You are right in that a password is only secure if it is obscure. But the "obsure" part of "security through obscurity" refers to obscurity of the system. With passwords, the system is completely open -- you know the exact method that is used to unlock it, but the key, which is not part of the system, is the unknown.
If we were to generalize, then yes, all security is by means of obscurity. However, the phrase "security through obscurity" does not refer to this.
Maybe it's easier to understand what Security-by-Obscurity is about, by looking at something that is in some sense the opposite: Auguste Kerckhoffs's Second Principle (now simply known usually as Kerckhoffs's Principle), formulated in 1883 in two articles on La Cryptographie Militaire:
[The cipher] must not be required to be secret, and it must be able to fall into the hands of the enemy without inconvenience.
Claude Shannon reformulated it as:
The enemy knows the system.
And Eric Raymond as:
Any security software design that doesn't assume the enemy possesses the source code is already untrustworthy.
An alternative formulation of that principle is that
The security of the system must depend only of the secrecy of the key, not the secrecy of the system.
So, we can simply define Security-by-Obscurity to be any system that does not follow that principle, and thus we cleverly out-defined the password :-)
There are two basic reasons why this Principle makes sense:
Keys tend to be much smaller than systems, therefore they are easier to protect.
Compromising the secrecy of a key only compromises the secrecy of all communications protected by that key, compromising the secrecy of the system compromises all communications.
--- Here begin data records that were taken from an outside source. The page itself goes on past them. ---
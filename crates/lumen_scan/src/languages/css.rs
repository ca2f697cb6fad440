//! CSS.
//!
//! A hand-driven loop over a small region stack: the top level holds
//! selectors, `{` opens a declaration block where words alternate between
//! property names and values, and `@media`/`@keyframes` open a region whose
//! own `{` starts a nested top level. Embeddable in HTML (stops in front of
//! `</style>`) and in server languages, with dirty-exit recovery for
//! comments, strings and bracketed selectors.

use lumen_scan_core::{Kind, MatchData, Pattern};

use super::guess_matches;
use crate::presets::{C_COMMENT_ML, DOUBLE_STR, SINGLE_STR};
use crate::{
    EmbedOptions, ExitState, GrammarBuilder, Language, Region, Scan, ScanError, Scanner, ScannerRegistry,
    SourceBuffer, SourceInfo,
};

/// Property name, displayed as `TYPE`.
pub const KEY: Kind = Kind::new("KEY");
/// Class, id or pseudo-class name, displayed as `VARIABLE`.
pub const SELECTOR: Kind = Kind::new("SELECTOR");
/// `[attr=value]`, displayed as `OPERATOR`.
pub const ATTR_SELECTOR: Kind = Kind::new("ATTR_SELECTOR");
/// `:not(...)` argument, displayed as `OPERATOR`.
pub const ROUND_BRACKET_SELECTOR: Kind = Kind::new("ROUND_BRACKET_SELECTOR");
pub const SSTRING: Kind = Kind::new("SSTRING");
pub const DSTRING: Kind = Kind::new("DSTRING");

const BLOCK: Kind = Kind::new("block");
const MEDIA: Kind = Kind::new("media");
/// Top level nested inside a media region.
const GLOBAL: Kind = Kind::new("global");

/// The CSS grammar: display remaps and recovery patterns. Tokens are
/// produced by [`CssScanner`]'s own loop, not by a pattern table.
pub fn grammar() -> Result<GrammarBuilder, ScanError> {
    let mut g = GrammarBuilder::new("css")?;
    g.map_rule(Kind::TAG, Some(Kind::KEYWORD));
    g.map_rule(KEY, Some(Kind::TYPE));
    g.map_rule(SELECTOR, Some(Kind::VARIABLE));
    g.map_rule(ATTR_SELECTOR, Some(Kind::OPERATOR));
    g.map_rule(ROUND_BRACKET_SELECTOR, Some(Kind::OPERATOR));
    g.map_rule(SSTRING, Some(Kind::STRING));
    g.map_rule(DSTRING, Some(Kind::STRING));

    g.add_recovery(Kind::COMMENT, r"(?s).*?(?:\*/|\z)")?;
    g.add_recovery(SSTRING, r"(?s)(?:[^\\']|\\.)*(?:'|\\?\z)")?;
    g.add_recovery(DSTRING, r#"(?s)(?:[^\\"]|\\.)*(?:"|\\?\z)"#)?;
    g.add_recovery(ATTR_SELECTOR, r"(?s)(?:[^\]\\]|\\.)*(?:\]|\\?\z)")?;
    g.add_recovery(ROUND_BRACKET_SELECTOR, r"(?s)(?:[^)\\]|\\.)*(?:\)|\\?\z)")?;
    Ok(g)
}

#[derive(Debug)]
struct Patterns {
    server: Pattern,
    comment: Pattern,
    hex_colour: Pattern,
    length: Pattern,
    selector: Pattern,
    media: Pattern,
    word: Pattern,
    attr: Pattern,
    round: Pattern,
    dstring: Pattern,
    sstring: Pattern,
    style_close: Pattern,
    operator: Pattern,
}

impl Patterns {
    fn compile(opts: &EmbedOptions) -> Result<Self, ScanError> {
        Ok(Patterns {
            server: Pattern::literal(opts.server_tag)?,
            comment: Pattern::new(C_COMMENT_ML)?,
            hex_colour: Pattern::new(r"#[a-fA-F0-9]{3}(?:[a-fA-F0-9]{3})?")?,
            length: Pattern::new(r"-?\d+(?:\.\d+)?(?:em|px|ex|ch|mm|cm|in|pt|%)?")?,
            selector: Pattern::new(r"[\w\-]+")?,
            media: Pattern::new(r"@(?:-(?:moz|ms|webkit|o)-)?(?:keyframes|media)\b")?,
            word: Pattern::new(r"(!?)[\-\w@]+")?,
            attr: Pattern::new(r"(?s)\[(?:[^\]\\]|\\.)*\]")?,
            round: Pattern::new(r"(?s)\((?:[^)\\]|\\.)*\)")?,
            dstring: Pattern::new(DOUBLE_STR)?,
            sstring: Pattern::new(SINGLE_STR)?,
            style_close: Pattern::new(r"(?i)<\s*/\s*style")?,
            operator: Pattern::new(r"[:.#>*]+")?,
        })
    }
}

/// What a declaration-block word is.
#[derive(Clone, Copy, Debug, PartialEq, Eq)]
enum Expecting {
    Key,
    Value,
}

enum Step {
    Token(Option<Kind>, MatchData),
    Stop,
}

/// CSS scanner, optionally embedded in HTML and/or a server language.
#[derive(Debug)]
pub struct CssScanner {
    scanner: Scanner,
    opts: EmbedOptions,
    exit: ExitState,
    expecting: Expecting,
    patterns: Patterns,
}

impl CssScanner {
    pub fn new(opts: EmbedOptions) -> Result<Self, ScanError> {
        Ok(CssScanner {
            scanner: Scanner::new(grammar()?.build()),
            patterns: Patterns::compile(&opts)?,
            opts,
            exit: ExitState::new(),
            expecting: Expecting::Key,
        })
    }

    /// Consume one char, untagged unless `kind` is given.
    fn single(s: &mut Scanner, kind: Option<Kind>) -> Step {
        let start = s.pos();
        let len = s.peek().map_or(1, char::len_utf8);
        let data = MatchData::from_range(start..start + len);
        s.accept(&data);
        Step::Token(kind, data)
    }

    fn close_brace(s: &mut Scanner) -> Result<(), ScanError> {
        match s.state_name() {
            BLOCK | MEDIA => {
                s.pop_state()?;
            }
            GLOBAL => {
                s.pop_state()?;
                if s.state_name() == MEDIA {
                    s.pop_state()?;
                }
            }
            _ => {}
        }
        Ok(())
    }

    fn step(&mut self) -> Result<Step, ScanError> {
        let s = &mut self.scanner;
        let p = &self.patterns;
        let c = s.peek().unwrap_or('\0');
        let state = s.state_name();
        let in_block = state == BLOCK;
        let in_media = state == MEDIA;

        if self.opts.in_server() && s.check(&p.server).is_some() {
            self.exit.set_interrupted(true);
            return Ok(Step::Stop);
        }
        if c == '/' {
            if let Some(m) = s.scan(&p.comment) {
                return Ok(Step::Token(Some(Kind::COMMENT), m));
            }
        }
        if in_block && c == '#' {
            if let Some(m) = s.scan(&p.hex_colour) {
                return Ok(Step::Token(Some(Kind::NUMERIC), m));
            }
        }
        if in_block && (c.is_ascii_digit() || c == '-') {
            if let Some(m) = s.scan(&p.length) {
                return Ok(Step::Token(Some(Kind::NUMERIC), m));
            }
        }
        if !in_block && s.char_before().is_some_and(|b| "#.:".contains(b)) {
            if let Some(m) = s.scan(&p.selector) {
                return Ok(Step::Token(Some(SELECTOR), m));
            }
        }
        if !in_block && !in_media && c == '@' {
            if let Some(m) = s.scan(&p.media) {
                s.push_state(Region::new(MEDIA, m.start()));
                return Ok(Step::Token(Some(Kind::TAG), m));
            }
        }
        if c.is_ascii_alphabetic() || "!@_-".contains(c) {
            if let Some(m) = s.scan(&p.word) {
                let important = m.group(1).is_some_and(|r| !r.is_empty());
                let kind = if in_media {
                    Kind::VALUE
                } else if !in_block || important {
                    Kind::TAG
                } else if self.expecting == Expecting::Key {
                    KEY
                } else if matches!(s.match_str(&m), "url" | "rgb" | "rgba") {
                    Kind::FUNCTION
                } else {
                    Kind::VALUE
                };
                return Ok(Step::Token(Some(kind), m));
            }
        }
        if !in_block && c == '[' {
            if let Some(m) = s.scan(&p.attr) {
                return Ok(Step::Token(Some(ATTR_SELECTOR), m));
            }
        }
        if !in_block && c == '(' {
            if let Some(m) = s.scan(&p.round) {
                return Ok(Step::Token(Some(ROUND_BRACKET_SELECTOR), m));
            }
        }
        match c {
            '}' => {
                Self::close_brace(s)?;
                return Ok(Self::single(s, None));
            }
            '{' => {
                if in_media {
                    s.push_state(Region::new(GLOBAL, s.pos()));
                } else if !in_block {
                    s.push_state(Region::new(BLOCK, s.pos()));
                    self.expecting = Expecting::Key;
                }
                return Ok(Self::single(s, None));
            }
            '"' => {
                if let Some(m) = s.scan(&p.dstring) {
                    return Ok(Step::Token(Some(DSTRING), m));
                }
            }
            '\'' => {
                if let Some(m) = s.scan(&p.sstring) {
                    return Ok(Step::Token(Some(SSTRING), m));
                }
            }
            ':' if in_block => {
                self.expecting = Expecting::Value;
                return Ok(Self::single(s, Some(Kind::OPERATOR)));
            }
            ';' if in_block => {
                self.expecting = Expecting::Key;
                return Ok(Self::single(s, Some(Kind::OPERATOR)));
            }
            _ => {}
        }
        if self.opts.in_html() && s.check(&p.style_close).is_some() {
            self.exit.clear();
            while s.depth() > 0 {
                s.pop_state()?;
            }
            return Ok(Step::Stop);
        }
        if let Some(m) = s.scan(&p.operator) {
            return Ok(Step::Token(Some(Kind::OPERATOR), m));
        }
        Ok(Self::single(s, None))
    }
}

impl Scan for CssScanner {
    fn scanner(&self) -> &Scanner {
        &self.scanner
    }

    fn scanner_mut(&mut self) -> &mut Scanner {
        &mut self.scanner
    }

    fn set_source(&mut self, buf: SourceBuffer) {
        self.scanner.set_source(buf);
        self.exit.clear();
        self.expecting = Expecting::Key;
    }

    fn interrupted(&self) -> bool {
        self.exit.interrupted()
    }

    #[tracing::instrument(level = "debug", skip_all, fields(language = self.scanner.language()))]
    fn main(&mut self) -> Result<(), ScanError> {
        self.exit.set_interrupted(false);
        while !self.scanner.eos() {
            if let Some((kind, data)) = self.exit.resume(&mut self.scanner)? {
                if self.exit.server_break(&mut self.scanner, &self.opts, kind, &data)? {
                    return Ok(());
                }
                if !data.is_empty() {
                    self.scanner.record_match(Some(kind), &data);
                }
            }
            self.scanner.skip_whitespace();
            if self.scanner.eos() {
                break;
            }
            let start = self.scanner.pos();
            let depth = self.scanner.depth();
            let (kind, data) = match self.step()? {
                Step::Stop => return Ok(()),
                Step::Token(kind, data) => (kind, data),
            };
            if let Some(kind) = kind {
                if self.exit.server_break(&mut self.scanner, &self.opts, kind, &data)? {
                    return Ok(());
                }
            }
            self.scanner.record_match(kind, &data);
            self.scanner.ensure_progress(start, depth)?;
        }
        self.scanner.unwind_states()
    }
}

impl Language for CssScanner {
    const CODES: &'static [&'static str] = &["css"];
    const DESCRIPTION: &'static str = "CSS";

    fn create(_: &ScannerRegistry) -> Result<Self, ScanError> {
        Self::new(EmbedOptions::default())
    }

    fn guess(src: &str, _: &SourceInfo<'_>) -> f64 {
        let mut p = 0.0;
        if guess_matches!(r"(?:font-family|font-style|font-weight)\s*:\s*[^;\n\r]*;", src) {
            p += 0.15;
        }
        if src.contains("!important") {
            p += 0.05;
        }
        if guess_matches!(r"\b(?:div|span|table|body)\b[^\n\r{]*[\r\n]*\{", src) {
            p += 0.10;
        }
        p
    }
}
Note that it doesn't say anywhere that you can't keep your system secret. It just says you shouldn't depend on it. You may use Security-by-Obscurity as an additional line of defense, you just shouldn't assume that it actually works.
In general, however, cryptography is hard, and cryptographic systems are complex, therefore you pretty much need to publish it, to get as many eyeballs on it as possible. There are only very few organizations on this planet that actually have the necessary smart people to design cryptographic systems in secrecy: in the past, when mathematicians were patriots and governments were rich, those were the NSA and the KGB, right now it's IBM and a couple of years from now it's gonna be the Chinese Secret Service and international crime syndicates.
No. Let's look a definition of security through obscurity from wikipedia
a pejorative referring to a principle in security engineering, which attempts to use secrecy (of design, implementation, etc.) to provide security.
The phrase refers to the code itself, or the design of a system. Passwords on the other hand are something a user has to identify themselves with. It's a type of authentication token, not a code implementation.
I know that security through obscurity is frowned upon and considered not really secure, but isn't a password security through obscurity? It's only secure so long as no one finds it.
In order to answer this question, we really need to consider why "security through obscurity" is considered to be flawed.
The big reason that security through obscurity is flawed is that it's actually really easy to reverse-engineer a system based on its interactions with the outside world. If your computer system is sitting somewhere, happily authenticating users, I can just watch what packets it sends, watching for patterns, and figure out how it works. And then it's straightforward to attack it.
In contrast, if you're using a proper open cryptographic protocol, no amount of wire-sniffing will let me steal the password.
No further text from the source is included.